Todo había cambiado. Hasta el aire. En lugar de las

borrascas secas y brutales que me recibían antes, soplaba

una brisa suave cargada de olores. Bajaba un ruido como

de agua desde las alturas: era el viento en los bosques. De

golpe, algo sorprendente: escuché el verdadero ruido del

agua corriendo por un cauce. Vi una fuente, abundante, y

me sorprendió un tilo plantado a su lado, de unos cuatro

años; símbolo irrefutable de la resurrección.
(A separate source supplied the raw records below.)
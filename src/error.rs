use crate::{ComponentId, EntityId};

/// Errors reported by [`EntityStore`](crate::EntityStore) operations.
///
/// Every failing operation leaves the store exactly as it was before the call.
#[derive(thiserror::Error, Debug, Clone, PartialEq, Eq)]
pub enum StoreError {
    #[error("{0} is the reserved invalid component id")]
    InvalidComponent(ComponentId),

    #[error("{id} exceeds the component limit ({max})")]
    ComponentLimit { id: ComponentId, max: usize },

    #[error("{0} is not registered")]
    UnregisteredComponent(ComponentId),

    #[error("entity {0} does not exist")]
    UnknownEntity(EntityId),

    #[error("out of entity ids, a maximum of {0} entities is reached")]
    EntityLimit(u64),

    #[error("out of archetypes, a maximum of {0} archetypes is reached")]
    ArchetypeLimit(usize),

    #[error("{id} is full ({capacity} instances)")]
    ComponentCapacity { id: ComponentId, capacity: usize },

    #[error("{id} holds {expected} bytes per instance, got {actual}")]
    SizeMismatch {
        id: ComponentId,
        expected: usize,
        actual: usize,
    },

    #[error("a component of size {size} and alignment {align} cannot be laid out")]
    InvalidLayout { size: usize, align: usize },

    #[error("type `{0}` is not registered as a component")]
    UnregisteredType(&'static str),

    #[error("{0} was registered with a different layout than the requested type")]
    TypeMismatch(ComponentId),

    #[error("{0} has live instances and cannot change its layout")]
    LayoutConflict(ComponentId),

    #[error("failed to allocate {bytes} bytes of component storage")]
    OutOfMemory { bytes: usize },

    #[error("invalid store configuration: {0}")]
    InvalidConfig(&'static str),
}

pub type Result<T> = std::result::Result<T, StoreError>;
Vergons mostraba trabajos para los cuales hace falta

esperanza. La esperanza había vuelto. Habían limpiado las

ruinas, abatido pedazos de paredes derruidas y

reconstruido cinco viviendas. El caserío tenía ya veintiocho

habitantes y entre ellos cuatro familias jóvenes. Las casa

nuevas, recién revocadas, estaban rodeadas de huertos

familiares donde crecían mezclados, pero alineados,

verduras y flores, repollos y rosales, puerros y bocas de

dragón, apio y anémonas. Ahora era un lugar donde daban

ganas de habitar.

Desde allí emprendí mi trayecto a pié. La guerra, de la que

recién salíamos no había permitido el florecimiento entero

de la vida, pero Lázaro ya había salido de la tumba. Sobre

los flancos bajos de la montaña veía campitos verdes de

cebada y centeno. En el fondo de valles estrechos

reverdecían algunas praderas.

Bastaron los ocho años que nos separan de esta época

para que la región entera refulja de salud y bienestar. En

lugar de las ruinas que vi en 1913 se levantan ahora

chacras limpias, bien revocadas, que exteriorizan la vida

dichosa y confortable. Alimentados por las lluvias y las

nieves que retienen los bosques volvieron a brotar los

antiguos surgentes. Canalizaron las aguas. Al lado de cada

chacra, en los bosquecillos de arces, los charcos de las

fuentes desbordan sobre alfombras de menta fresca. Los

pueblos se reconstruyeron de a poco. Se ha establecido en

la región una población proveniente de las tierras llanas

donde los campos cuestan caros, aportando juventud,

movimiento y animo aventurero. Nos cruzamos en los

caminos con hombres y mujeres bien alimentados,

muchachos y chicas que saben reír y que redescubrieron el

placer de las fiestas campesinas. Si contamos la población

original, irreconocible desde que vive agradablemente, y

agregamos a los recién llegados, más de diez mil personas

le deben su dicha a Elzéard Bouffier.

Cuando pienso que bastó un solo hombre, limitado a sus

simples recursos físicos y morales, para hacer surgir del

desierto una tierra de Canaán, me parece que, a pesar de

todo, la condición humana es admirable. Cuando considero

cuanta constancia se necesitó en grandeza del espíritu y

cuanto encarnizamiento en generosidad para lograr ese

resultado, me embarga un respeto inmenso ante el viejo

campesino sin cultura que supo llevar a termino una obra

digna de Dios.

Elzéard Bouffier murió apaciblemente en 1947, en la

residencia hospitalaria de Banon.

El texto de Jean Giono es de libre reproducción según declaraciones del autor.

También es de libre reproducción esta traducción, de José Berni.